» **What this task involves**
Search the material below for "filename" and copy every line where it occurs.

» **Dataset content**
===============

//! Failure taxonomy of a simulation run.

use thiserror::Error;

use super::solver::Roots;

/// Errors returned by [`crate::sim::engine::simulate`] and the input constructors.
///
/// Structural problems (`MalformedDecisionVector`, `DegenerateTimeGrid`) are
/// detected before any simulation work. `InfeasiblePumpOperation` aborts a run
/// that was already under way; no partial trace is produced.
#[derive(Debug, Clone, PartialEq, Error)]
pub enum SimError {
    /// The energy balance has no unique positive real flow.
    #[error("no physical pump operating point at t={time_h:.4} h, z={level_m:.3} m ({roots})")]
    InfeasiblePumpOperation {
        time_h: f64,
        level_m: f64,
        roots: Roots,
    },

    #[error("malformed decision vector: {0}")]
    MalformedDecisionVector(#[from] ScheduleDefect),

    #[error("degenerate time grid: {0}")]
    DegenerateTimeGrid(#[from] GridDefect),
}

impl SimError {
    /// Returns `true` for failures of the physics rather than of the inputs.
    pub fn is_infeasible(&self) -> bool {
        matches!(self, SimError::InfeasiblePumpOperation { .. })
    }
}

/// Why a decision vector was rejected.
#[derive(Debug, Clone, PartialEq, Error)]
pub enum ScheduleDefect {
    #[error("odd length {0}, expected on-times followed by durations")]
    OddLength(usize),

    #[error("{on_times} on-times but {durations} durations")]
    LengthMismatch { on_times: usize, durations: usize },

    #[error("entry {index} is negative ({value})")]
    Negative { index: usize, value: f64 },

    #[error("entry {index} is not finite")]
    NonFinite { index: usize },
}

/// Why a time grid was rejected.
#[derive(Debug, Clone, PartialEq, Error)]
pub enum GridDefect {
    #[error("{0} samples, at least 2 required")]
    TooFewSamples(usize),

    #[error("sample {index} is not finite")]
    NonFinite { index: usize },

    #[error("sample {index} does not increase")]
    NonMonotonic { index: usize },

    #[error("sample {index} breaks the uniform spacing")]
    NonUniform { index: usize },

    #[error("sample {index} ({value} h) lies outside the 0-24 h horizon")]
    OutsideHorizon { index: usize, value: f64 },
}

#[cfg(test)]
mod tests {
    use super::*;

    #[test]
    fn infeasible_is_distinguishable_from_structural() {
        let crashed = SimError::InfeasiblePumpOperation {
            time_h: 3.0,
            level_m: 170.0,
            roots: Roots::Complex { re: 1.0, im: 2.0 },
        };
        let malformed = SimError::from(ScheduleDefect::OddLength(3));
        assert!(crashed.is_infeasible());
        assert!(!malformed.is_infeasible());
    }

    #[test]
    fn messages_name_the_defect() {
        let e = SimError::from(GridDefect::TooFewSamples(1));
        assert_eq!(
            e.to_string(),
            "degenerate time grid: 1 samples, at least 2 required"
        );
        let e = SimError::from(ScheduleDefect::Negative {
            index: 2,
            value: -0.5,
        });
        assert!(e.to_string().contains("entry 2 is negative"));
    }
}
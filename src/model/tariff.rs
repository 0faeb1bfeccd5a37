/// Number of pricing blocks in a day.
pub const BLOCKS: usize = 12;
/// Length of one pricing block (h).
pub const BLOCK_HOURS: f64 = 2.0;

/// Day-ahead electricity price per two-hour block (currency/kWh).
///
/// Block `b` covers `[2b, 2b + 2)` hours. The end of the day, `t = 24`, belongs
/// to the last block.
///
/// # Examples
///
/// ```
/// use pump_sched::model::tariff::TariffTable;
///
/// let tariff = TariffTable::default();
/// assert_eq!(tariff.block_index(0.0), 0);
/// assert_eq!(tariff.block_index(3.9), 1);
/// assert_eq!(tariff.block_index(24.0), 11);
/// ```
#[derive(Debug, Clone, Copy, PartialEq)]
pub struct TariffTable {
    rates: [f64; BLOCKS],
}

impl TariffTable {
    pub fn new(rates: [f64; BLOCKS]) -> Self {
        Self { rates }
    }

    /// Block covering hour `t`, clamped into `0..BLOCKS`.
    pub fn block_index(&self, t: f64) -> usize {
        let block = (t / BLOCK_HOURS).floor();
        if block <= 0.0 {
            0
        } else {
            (block as usize).min(BLOCKS - 1)
        }
    }

    /// Price in effect at hour `t`.
    pub fn rate_at(&self, t: f64) -> f64 {
        self.rates[self.block_index(t)]
    }

    /// Lowest price of the day.
    pub fn cheapest(&self) -> f64 {
        self.rates.iter().copied().fold(f64::INFINITY, f64::min)
    }

    pub fn rates(&self) -> &[f64; BLOCKS] {
        &self.rates
    }
}

/// Reference day-ahead prices (EUR/kWh).
pub const REFERENCE_RATES: [f64; BLOCKS] = [
    0.0713, 0.0651, 0.0593, 0.0778, 0.0851, 0.0923, 0.0968, 0.10094, 0.10132, 0.10230, 0.10189,
    0.10132,
];

impl Default for TariffTable {
    fn default() -> Self {
        Self::new(REFERENCE_RATES)
    }
}

#[cfg(test)]
mod tests {
    use super::*;

    #[test]
    fn blocks_are_two_hours_wide() {
        let t = TariffTable::default();
        assert_eq!(t.rate_at(0.0), 0.0713);
        assert_eq!(t.rate_at(1.999), 0.0713);
        assert_eq!(t.rate_at(2.0), 0.0651);
        assert_eq!(t.rate_at(23.5), 0.10132);
    }

    #[test]
    fn end_of_day_uses_last_block() {
        let t = TariffTable::default();
        assert_eq!(t.block_index(24.0), BLOCKS - 1);
        assert_eq!(t.rate_at(24.0), REFERENCE_RATES[BLOCKS - 1]);
        // past the horizon still clamps
        assert_eq!(t.block_index(24.0 + 1e-9), BLOCKS - 1);
    }

    #[test]
    fn negative_time_uses_first_block() {
        let t = TariffTable::default();
        assert_eq!(t.block_index(-1e-12), 0);
    }

    #[test]
    fn cheapest_rate() {
        assert_eq!(TariffTable::default().cheapest(), 0.0593);
    }
}
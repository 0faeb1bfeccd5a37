//! CSV export for simulation traces.

use std::fs::File;
use std::io::{self, Write};
use std::path::Path;

use crate::sim::types::{SimulationTrace, TimeGrid};

/// Column header for CSV trace export.
const HEADER: &str = "sample,time_h,flow_m3h,level_m,power_kw,energy_kwh,cost";

/// Exports a simulation trace to a CSV file at the given path.
///
/// Writes a header row followed by one data row per sample. Produces
/// deterministic output for identical inputs.
///
/// # Arguments
///
/// * `trace` - Complete simulation trace
/// * `grid` - Grid the trace was produced on
/// * `path` - Output file path
///
/// # Errors
///
/// Returns an `io::Error` if file creation or writing fails.
pub fn export_csv(trace: &SimulationTrace, grid: &TimeGrid, path: &Path) -> io::Result<()> {
    let file = File::create(path)?;
    let buf = io::BufWriter::new(file);
    write_csv(trace, grid, buf)
}

/// Writes a simulation trace as CSV to any writer.
///
/// Rows stop at the shorter of the trace and the grid.
///
/// # Errors
///
/// Returns an `io::Error` if writing fails.
pub fn write_csv(trace: &SimulationTrace, grid: &TimeGrid, writer: impl Write) -> io::Result<()> {
    let mut wtr = csv::WriterBuilder::new().from_writer(writer);

    wtr.write_record(HEADER.split(','))?;

    for s in (0..trace.len()).map_while(|k| trace.sample(grid, k)) {
        wtr.write_record(&[
            s.index.to_string(),
            format!("{:.6}", s.time_h),
            format!("{:.4}", s.flow_m3h),
            format!("{:.6}", s.level_m),
            format!("{:.4}", s.power_kw),
            format!("{:.6}", s.energy_kwh),
            format!("{:.6}", s.cost),
        ])?;
    }

    wtr.flush()?;
    Ok(())
}
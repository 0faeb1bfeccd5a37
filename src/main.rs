//! Pump scheduling simulator entry point: CLI wiring and config-driven runs.

use std::path::Path;
use std::process;

use pump_sched::config::ScenarioConfig;
use pump_sched::io::export::export_csv;
use pump_sched::model::DemandCurve;
use pump_sched::sim::kpi::TraceReport;
use tracing::{error, info};
use tracing_subscriber::EnvFilter;
use tracing_subscriber::layer::SubscriberExt;
use tracing_subscriber::util::SubscriberInitExt;

/// Parsed CLI arguments.
struct CliArgs {
    scenario_path: Option<String>,
    preset: Option<String>,
    samples_override: Option<usize>,
    demand_override: Option<DemandCurve>,
    trace_out: Option<String>,
    #[cfg(feature = "api")]
    serve: bool,
    #[cfg(feature = "api")]
    port: u16,
}

fn print_help() {
    eprintln!("pump-sched: single-pump, single-tank scheduling simulator");
    eprintln!();
    eprintln!("Usage: pump-sched [OPTIONS]");
    eprintln!();
    eprintln!("Options:");
    eprintln!("  --scenario <path>        Load scenario from TOML config file");
    eprintln!(
        "  --preset <name>          Use a built-in preset ({})",
        ScenarioConfig::PRESETS.join(", ")
    );
    eprintln!("  --samples <n>            Override the number of time samples");
    eprintln!("  --demand <max|min>       Override the consumption envelope");
    eprintln!("  --trace-out <path>       Export the simulation trace to CSV");
    #[cfg(feature = "api")]
    {
        eprintln!("  --serve                  Start REST API server after simulation");
        eprintln!("  --port <u16>             API server port (default: 3000)");
    }
    eprintln!("  --help                   Show this help message");
    eprintln!();
    eprintln!("If no --scenario or --preset is given, the reference preset is used.");
    eprintln!("Log verbosity follows RUST_LOG (default: info).");
}

/// Returns the value following flag `args[*i]`, exiting if it is missing.
fn flag_value<'a>(args: &'a [String], i: &mut usize, what: &str) -> &'a str {
    let flag = &args[*i];
    *i += 1;
    match args.get(*i) {
        Some(v) => v.as_str(),
        None => {
            eprintln!("error: {flag} requires {what}");
            process::exit(1);
        }
    }
}

fn parse_args() -> CliArgs {
    let args: Vec<String> = std::env::args().collect();
    let mut cli = CliArgs {
        scenario_path: None,
        preset: None,
        samples_override: None,
        demand_override: None,
        trace_out: None,
        #[cfg(feature = "api")]
        serve: false,
        #[cfg(feature = "api")]
        port: 3000,
    };

    let mut i = 1;
    while i < args.len() {
        match args[i].as_str() {
            "--help" | "-h" => {
                print_help();
                process::exit(0);
            }
            "--scenario" => {
                cli.scenario_path = Some(flag_value(&args, &mut i, "a path argument").to_string());
            }
            "--preset" => {
                cli.preset = Some(flag_value(&args, &mut i, "a name argument").to_string());
            }
            "--samples" => {
                let v = flag_value(&args, &mut i, "a count argument");
                if let Ok(n) = v.parse::<usize>() {
                    cli.samples_override = Some(n);
                } else {
                    eprintln!("error: --samples value \"{v}\" is not a valid count");
                    process::exit(1);
                }
            }
            "--demand" => {
                let v = flag_value(&args, &mut i, "max or min");
                match v.parse::<DemandCurve>() {
                    Ok(curve) => cli.demand_override = Some(curve),
                    Err(e) => {
                        eprintln!("error: --demand {e}");
                        process::exit(1);
                    }
                }
            }
            "--trace-out" => {
                cli.trace_out = Some(flag_value(&args, &mut i, "a path argument").to_string());
            }
            #[cfg(feature = "api")]
            "--serve" => {
                cli.serve = true;
            }
            #[cfg(feature = "api")]
            "--port" => {
                let v = flag_value(&args, &mut i, "a u16 argument");
                if let Ok(p) = v.parse::<u16>() {
                    cli.port = p;
                } else {
                    eprintln!("error: --port value \"{v}\" is not a valid u16");
                    process::exit(1);
                }
            }
            other => {
                eprintln!("error: unknown argument \"{other}\"");
                print_help();
                process::exit(1);
            }
        }
        i += 1;
    }

    cli
}

fn init_tracing() {
    tracing_subscriber::registry()
        .with(EnvFilter::try_from_default_env().unwrap_or_else(|_| "info".into()))
        .with(tracing_subscriber::fmt::layer().with_writer(std::io::stderr))
        .init();
}

fn main() {
    let cli = parse_args();
    init_tracing();

    // Load config: --scenario takes priority, then --preset, then reference default
    let mut scenario = if let Some(ref path) = cli.scenario_path {
        match ScenarioConfig::from_toml_file(Path::new(path)) {
            Ok(cfg) => cfg,
            Err(e) => {
                eprintln!("{e}");
                process::exit(1);
            }
        }
    } else if let Some(ref name) = cli.preset {
        match ScenarioConfig::from_preset(name) {
            Ok(cfg) => cfg,
            Err(e) => {
                eprintln!("{e}");
                process::exit(1);
            }
        }
    } else {
        ScenarioConfig::reference()
    };

    if let Some(samples) = cli.samples_override {
        scenario.simulation.samples = samples;
    }
    if let Some(curve) = cli.demand_override {
        scenario.simulation.demand = curve;
    }

    let errors = scenario.validate();
    if !errors.is_empty() {
        for e in &errors {
            eprintln!("{e}");
        }
        process::exit(1);
    }

    let model = scenario.to_model();
    let (problem, schedule) = match (scenario.problem(&model), scenario.schedule()) {
        (Ok(p), Ok(s)) => (p, s),
        (Err(e), _) | (_, Err(e)) => {
            eprintln!("error: {e}");
            process::exit(1);
        }
    };
    let x = schedule.to_decision_vector();

    info!(
        cycles = schedule.cycles(),
        samples = problem.grid().len(),
        demand = %problem.curve(),
        limits = %problem.limits(),
        "simulating schedule"
    );
    let trace = match problem.simulate(&x) {
        Ok(trace) => trace,
        Err(e) => {
            error!(error = %e, "simulation failed");
            eprintln!("error: {e}");
            process::exit(1);
        }
    };
    let report = TraceReport::from_trace(&trace, problem.grid(), model.tank());

    println!("Schedule: {schedule}");
    println!();

    // Print the sample closest to every full hour
    let grid = problem.grid();
    for hour in 0..=24 {
        let k = ((f64::from(hour) / grid.step_h()).round() as usize).min(grid.len() - 1);
        if let Some(sample) = trace.sample(grid, k) {
            println!("{sample}");
        }
    }

    println!("\n{report}");

    match problem.evaluate(&x) {
        Ok(eval) => println!("Evaluation ({} limits): {eval}", problem.limits()),
        Err(e) => eprintln!("error: {e}"),
    }

    if let Some(ref path) = cli.trace_out {
        if let Err(e) = export_csv(&trace, grid, Path::new(path)) {
            eprintln!("error: failed to write CSV: {e}");
            process::exit(1);
        }
        info!(path = %path, rows = trace.len(), "trace written");
    }

    #[cfg(feature = "api")]
    if cli.serve {
        use std::net::SocketAddr;
        use std::sync::Arc;

        let state = Arc::new(pump_sched::api::AppState {
            model: model.clone(),
            default_samples: scenario.simulation.samples,
        });
        let addr = SocketAddr::from(([0, 0, 0, 0], cli.port));
        let rt = tokio::runtime::Runtime::new().unwrap_or_else(|e| {
            eprintln!("error: failed to create tokio runtime: {e}");
            process::exit(1);
        });
        if let Err(e) = rt.block_on(pump_sched::api::serve(state, addr)) {
            eprintln!("error: API server failed on {addr}: {e}");
            process::exit(1);
        }
    }
}
use std::num::NonZeroUsize;
use std::thread;

use super::ScheduleProblem;
use crate::sim::error::SimError;

/// Finite-difference step (h) used by the reference optimizer setup.
pub const DEFAULT_STEP_H: f64 = 1e-4;

/// Forward-difference gradient of the objective at `x`.
///
/// Perturbed points are simulated on scoped worker threads. Runs share nothing
/// but the read-only problem, so the result equals a sequential evaluation.
///
/// # Errors
///
/// Returns the first error of the base point or of any perturbed point; an
/// infeasible perturbation makes the gradient undefined.
pub fn objective_gradient(
    problem: &ScheduleProblem<'_>,
    x: &[f64],
    step_h: f64,
) -> Result<Vec<f64>, SimError> {
    let base = problem.objective(x)?;
    let workers = thread::available_parallelism()
        .map_or(1, NonZeroUsize::get)
        .min(x.len())
        .max(1);
    let chunk = x.len().div_ceil(workers).max(1);
    let indices: Vec<usize> = (0..x.len()).collect();

    thread::scope(|scope| {
        let handles: Vec<_> = indices
            .chunks(chunk)
            .map(|part| {
                scope.spawn(move || {
                    part.iter()
                        .map(|&i| {
                            let mut shifted = x.to_vec();
                            shifted[i] += step_h;
                            problem.objective(&shifted).map(|f| (f - base) / step_h)
                        })
                        .collect::<Result<Vec<f64>, SimError>>()
                })
            })
            .collect();

        let mut gradient = Vec::with_capacity(x.len());
        for handle in handles {
            match handle.join() {
                Ok(part) => gradient.extend(part?),
                Err(panic) => std::panic::resume_unwind(panic),
            }
        }
        Ok(gradient)
    })
}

===============

» **Task response**
filename src/model/tariff.rs
filename src/main.rs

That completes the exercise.